Comment je me suis allégé de 10 kilos sans efforts

Vous voulez vous aussi vous alléger de quelques kilos en trop?  Vous aimeriez trouver une solution simple pour y arriver? 

Comment suis-je arrivé à m’alléger de 10 kilos, et ça, quasiment sans effort?

Alors, je ne sais pas si ce que j’ai fait est applicable pour vous, mais j’ai trouvé une méthode qui a porté ses fruits sur moi.

Tout commence par un pourquoi

Et avant même le pourquoi, avez vous remarqué que je n’ai pas dis comment j’avais perdu du poids, mais comment je me suis allégé? 

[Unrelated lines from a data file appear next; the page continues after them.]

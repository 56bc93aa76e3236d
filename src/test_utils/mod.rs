//! A scripted provider for exercising the executor without a database.
//!
//! Queue the outcome of each statement up front, run the executor, then inspect the call
//! counters:
//!
//! ```rust
//! use std::sync::Arc;
//! use sql_fluent::prelude::*;
//! use sql_fluent::test_utils::{ScriptedProvider, Step};
//!
//! let provider = ScriptedProvider::new();
//! provider.push(Step::affected(3));
//! let mut exec = SqlExecutor::new(Arc::new(provider.clone()), "scripted", ConnectionMode::Normal);
//! let n = exec.set_sql("DELETE FROM t WHERE a = @a")?.add_in_parameter("@a", 1)?.execute()?;
//! assert_eq!(n, 3);
//! assert_eq!(provider.counters().closes, 1);
//! # Ok::<(), SqlFluentDbError>(())
//! ```

use std::collections::VecDeque;
use std::sync::{Arc, Mutex, MutexGuard, PoisonError};
use std::time::Duration;

use async_trait::async_trait;
use tokio_util::sync::CancellationToken;

use crate::command::{Command, CommandBehavior};
use crate::constraint::ConstraintCodes;
use crate::error::{ProviderError, SqlFluentDbError};
use crate::provider::{Capability, Provider, ProviderConnection, TransactionOp};
use crate::results::{BufferedCursor, BufferedRecord, ResultSchema, RowCursor, RowSink};
use crate::types::DbValue;

/// Constraint codes the scripted provider reports unless overridden.
pub const SCRIPTED_CODES: ConstraintCodes = ConstraintCodes {
    duplicate_key: 2601,
    foreign_key: 547,
    primary_key: 2627,
};

#[derive(Debug, Clone, PartialEq)]
pub enum Outcome {
    Affected(u64),
    Scalar(DbValue),
    Rows {
        columns: Vec<String>,
        rows: Vec<Vec<DbValue>>,
    },
    /// Fail with a native error carrying `code`.
    Fail { code: i32, message: String },
}

/// What the next statement does.
#[derive(Debug, Clone, PartialEq)]
pub struct Step {
    pub outcome: Outcome,
    /// Values written to output parameters after a successful run.
    pub outputs: Vec<(String, DbValue)>,
    /// Async paths wait this long (honouring cancellation) before completing.
    pub delay: Option<Duration>,
}

impl Step {
    fn new(outcome: Outcome) -> Self {
        Self {
            outcome,
            outputs: Vec::new(),
            delay: None,
        }
    }

    #[must_use]
    pub fn affected(rows: u64) -> Self {
        Self::new(Outcome::Affected(rows))
    }

    #[must_use]
    pub fn scalar(value: impl Into<DbValue>) -> Self {
        Self::new(Outcome::Scalar(value.into()))
    }

    #[must_use]
    pub fn rows(columns: &[&str], rows: Vec<Vec<DbValue>>) -> Self {
        Self::new(Outcome::Rows {
            columns: columns.iter().map(|c| (*c).to_owned()).collect(),
            rows,
        })
    }

    #[must_use]
    pub fn fail(code: i32, message: &str) -> Self {
        Self::new(Outcome::Fail {
            code,
            message: message.to_owned(),
        })
    }

    #[must_use]
    pub fn with_output(mut self, name: &str, value: impl Into<DbValue>) -> Self {
        self.outputs.push((name.to_owned(), value.into()));
        self
    }

    #[must_use]
    pub fn with_delay(mut self, delay: Duration) -> Self {
        self.delay = Some(delay);
        self
    }
}

/// Calls observed by a [`ScriptedProvider`].
#[derive(Debug, Clone, Default, PartialEq, Eq)]
pub struct Counters {
    pub connects: usize,
    pub opens: usize,
    pub closes: usize,
    pub prepares: usize,
    pub executions: usize,
    pub transactions: Vec<TransactionOp>,
}

#[derive(Debug, Default)]
struct State {
    steps: VecDeque<Step>,
    counters: Counters,
    last_command: Option<Command>,
    open_failure: Option<String>,
}

/// Provider whose statements follow a queue of [`Step`]s. Clones share the queue and the
/// counters.
#[derive(Debug, Clone)]
pub struct ScriptedProvider {
    state: Arc<Mutex<State>>,
    codes: ConstraintCodes,
    capabilities: Vec<Capability>,
}

impl Default for ScriptedProvider {
    fn default() -> Self {
        Self::new()
    }
}

impl ScriptedProvider {
    #[must_use]
    pub fn new() -> Self {
        Self {
            state: Arc::new(Mutex::new(State::default())),
            codes: SCRIPTED_CODES,
            capabilities: Vec::new(),
        }
    }

    #[must_use]
    pub fn with_codes(mut self, codes: ConstraintCodes) -> Self {
        self.codes = codes;
        self
    }

    #[must_use]
    pub fn with_capability(mut self, capability: Capability) -> Self {
        self.capabilities.push(capability);
        self
    }

    /// Make every open fail with a connection error.
    #[must_use]
    pub fn failing_open(self, message: &str) -> Self {
        lock(&self.state).open_failure = Some(message.to_owned());
        self
    }

    pub fn push(&self, step: Step) -> &Self {
        lock(&self.state).steps.push_back(step);
        self
    }

    #[must_use]
    pub fn counters(&self) -> Counters {
        lock(&self.state).counters.clone()
    }

    /// The command as the provider last saw it.
    #[must_use]
    pub fn last_command(&self) -> Option<Command> {
        lock(&self.state).last_command.clone()
    }

    #[must_use]
    pub fn pending_steps(&self) -> usize {
        lock(&self.state).steps.len()
    }
}

fn lock(state: &Mutex<State>) -> MutexGuard<'_, State> {
    state.lock().unwrap_or_else(PoisonError::into_inner)
}

impl Provider for ScriptedProvider {
    fn name(&self) -> &'static str {
        "scripted"
    }

    fn connect(
        &self,
        connection_string: &str,
    ) -> Result<Box<dyn ProviderConnection>, SqlFluentDbError> {
        lock(&self.state).counters.connects += 1;
        Ok(Box::new(ScriptedConnection {
            state: Arc::clone(&self.state),
            connection_string: connection_string.to_owned(),
            open: false,
        }))
    }

    fn constraint_codes(&self) -> ConstraintCodes {
        self.codes
    }

    fn supports(&self, capability: Capability) -> bool {
        self.capabilities.contains(&capability)
    }
}

struct ScriptedConnection {
    state: Arc<Mutex<State>>,
    connection_string: String,
    open: bool,
}

impl ScriptedConnection {
    fn ensure_open(&self) -> Result<(), SqlFluentDbError> {
        if self.open {
            Ok(())
        } else {
            Err(SqlFluentDbError::InvalidState("scripted connection is not open".into()))
        }
    }

    fn next_step(&self, command: &Command) -> Result<Step, SqlFluentDbError> {
        self.ensure_open()?;
        let mut state = lock(&self.state);
        state.counters.executions += 1;
        state.last_command = Some(command.clone());
        Ok(state
            .steps
            .pop_front()
            .unwrap_or_else(|| Step::affected(0)))
    }

    fn complete(step: Step, command: &mut Command) -> Result<Outcome, SqlFluentDbError> {
        if let Outcome::Fail { code, message } = step.outcome {
            return Err(ProviderError::Native { code, message }.into());
        }
        for (name, value) in step.outputs {
            if let Some(parameter) = command.get_mut(&name) {
                parameter.set_output(value);
            }
        }
        Ok(step.outcome)
    }

    async fn wait(step: &Step, cancel: &CancellationToken) -> Result<(), SqlFluentDbError> {
        if cancel.is_cancelled() {
            return Err(SqlFluentDbError::Cancelled);
        }
        if let Some(delay) = step.delay {
            tokio::select! {
                biased;
                () = cancel.cancelled() => return Err(SqlFluentDbError::Cancelled),
                () = tokio::time::sleep(delay) => {}
            }
        }
        Ok(())
    }

    fn affected(outcome: &Outcome) -> u64 {
        match outcome {
            Outcome::Affected(n) => *n,
            _ => 0,
        }
    }

    fn scalar(outcome: Outcome) -> DbValue {
        match outcome {
            Outcome::Scalar(value) => value,
            Outcome::Rows { rows, .. } => rows
                .into_iter()
                .next()
                .and_then(|row| row.into_iter().next())
                .unwrap_or_default(),
            _ => DbValue::Null,
        }
    }

    fn result_set(
        outcome: Outcome,
        behavior: CommandBehavior,
    ) -> (ResultSchema, Vec<Vec<DbValue>>) {
        match outcome {
            Outcome::Rows { columns, mut rows } => {
                if behavior.single_row {
                    rows.truncate(1);
                }
                (ResultSchema::new(columns), rows)
            }
            _ => (ResultSchema::default(), Vec::new()),
        }
    }
}

#[async_trait]
impl ProviderConnection for ScriptedConnection {
    fn is_open(&self) -> bool {
        self.open
    }

    fn open(&mut self) -> Result<(), SqlFluentDbError> {
        let mut state = lock(&self.state);
        if self.connection_string.trim().is_empty() {
            return Err(ProviderError::Connection("connection string is empty".into()).into());
        }
        if let Some(message) = &state.open_failure {
            return Err(ProviderError::Connection(message.clone()).into());
        }
        state.counters.opens += 1;
        self.open = true;
        Ok(())
    }

    async fn open_async(&mut self, cancel: &CancellationToken) -> Result<(), SqlFluentDbError> {
        if cancel.is_cancelled() {
            return Err(SqlFluentDbError::Cancelled);
        }
        self.open()
    }

    fn close(&mut self) -> Result<(), SqlFluentDbError> {
        lock(&self.state).counters.closes += 1;
        self.open = false;
        Ok(())
    }

    fn prepare(&mut self, command: &Command) -> Result<(), SqlFluentDbError> {
        self.ensure_open()?;
        let mut state = lock(&self.state);
        state.counters.prepares += 1;
        state.last_command = Some(command.clone());
        Ok(())
    }

    async fn prepare_async(
        &mut self,
        command: &Command,
        cancel: &CancellationToken,
    ) -> Result<(), SqlFluentDbError> {
        if cancel.is_cancelled() {
            return Err(SqlFluentDbError::Cancelled);
        }
        self.prepare(command)
    }

    fn execute_non_query(&mut self, command: &mut Command) -> Result<u64, SqlFluentDbError> {
        let step = self.next_step(command)?;
        Ok(Self::affected(&Self::complete(step, command)?))
    }

    async fn execute_non_query_async(
        &mut self,
        command: &mut Command,
        cancel: &CancellationToken,
    ) -> Result<u64, SqlFluentDbError> {
        let step = self.next_step(command)?;
        Self::wait(&step, cancel).await?;
        Ok(Self::affected(&Self::complete(step, command)?))
    }

    fn execute_scalar(&mut self, command: &mut Command) -> Result<DbValue, SqlFluentDbError> {
        let step = self.next_step(command)?;
        Ok(Self::scalar(Self::complete(step, command)?))
    }

    async fn execute_scalar_async(
        &mut self,
        command: &mut Command,
        cancel: &CancellationToken,
    ) -> Result<DbValue, SqlFluentDbError> {
        let step = self.next_step(command)?;
        Self::wait(&step, cancel).await?;
        Ok(Self::scalar(Self::complete(step, command)?))
    }

    fn execute_reader(
        &mut self,
        command: &Command,
        behavior: CommandBehavior,
        sink: &mut dyn RowSink,
    ) -> Result<(), SqlFluentDbError> {
        let step = self.next_step(command)?;
        let mut scratch = command.clone();
        let (schema, rows) = Self::result_set(Self::complete(step, &mut scratch)?, behavior);
        sink.columns(&schema)?;
        for values in rows {
            let record = BufferedRecord::new(schema.clone(), values);
            if !sink.row(&record)? {
                break;
            }
        }
        Ok(())
    }

    async fn execute_reader_async(
        &mut self,
        command: &Command,
        behavior: CommandBehavior,
        cancel: &CancellationToken,
    ) -> Result<Box<dyn RowCursor>, SqlFluentDbError> {
        let step = self.next_step(command)?;
        Self::wait(&step, cancel).await?;
        let mut scratch = command.clone();
        let (schema, rows) = Self::result_set(Self::complete(step, &mut scratch)?, behavior);
        Ok(Box::new(BufferedCursor::new(schema, rows)))
    }

    fn transaction(&mut self, op: TransactionOp) -> Result<(), SqlFluentDbError> {
        self.ensure_open()?;
        lock(&self.state).counters.transactions.push(op);
        Ok(())
    }
}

Le résultat est le même, si ce n’est que pour votre esprit perdre quelque chose peut être inconsciemment ressenti comme une douleur, même si le fait de perdre du poids est quelque chose de très bénéfique (si c’est un surpoids).

Et si la perte de poids n’était pas une une obsession, mais plutôt la conséquence d’une décision?

Je ne cherchais pas spécialement à perdre du poids. Simplement, je constatais que j’avais une baisse d’énergie, que j’étais souvent affamé. Un jour une image m’a fortement marqué, et a généré une prise de conscience très forte.

Cette image, c’est celle d’un coach qui a fermé son poing en me le montrant dans tous les sens. Par dessus, par dessous, à gauche à droite, en avant, en arrière.

son poing fermé m’a posé la question suivante: Sais-tu ce que que représente ce poing?

Intrigué, après un instant de réflexion, j’ai donné ma langue au chat pour qu’il me dévoile la réponse à ce mystère.

« C’est la taille de mon estomac! »

me dit il.

Rendez vous compte de ce que vous mettez à chaque repas dans cet estomac qui fait la taille de votre poing. 

Souvent on a tendance lorsque l’on mange, à surtout manger ses émotions. A manger pour aller mieux, pour avoir du plaisir.

Mais finalement le plaisir à court terme que l’on a en mangeant une patisserie ou un délicieux morceau de fromage, est à comparer au plaisir à long terme que l’on obtient en évitant de prendre ce petit morceau de plaisir.

C’est quelque chose qui ne me serait pas venu à l’idée (que l’on puisse avoir du plaisir en se privant). 

L’autre élément important, c’est la croyance que j’avais par rapport au sucre. J’était un addict d’une célèbre pate à tartiner.

Je n’envisageai pas un repas sans dessert.

Le matin au petit déjeuner, je m’enfilai un paquet de gateau, et dès que ‘avais un petit creux, je prenais une sucrerie quelconque pour couper la faim.

J’ai décidé un beau matin d’été d’expérimenter un nouveau petit déjeuner, sans sucre.

J’étais ravi de constater, que contrairement aux autres jours, je n’étais pas affamé deux heures avant le déjeuner.

J’ai décidé de reprendre un autre petit déjeuner sans sucre le lendemain matin. 

Et là encore, plus de fringale. Plus de coup de barre. En allant courir, je me sentais retrouver une pêche incroyable.

Alors après avoir ressenti ces sensations, de bien être ou de mieux être, le choix entre le paquet de gateau et l’endive accompagné de sardines n’était pas difficile. J’e vous entends déjà dire : « Quoi ! Des endives et des sardine?!?!!! ». Ben oui, j’aime ça. Heureusement pour vous, si vous n’aimez pas les endives ou les sardines, il y a plein de solutions pour arrêter le sucre.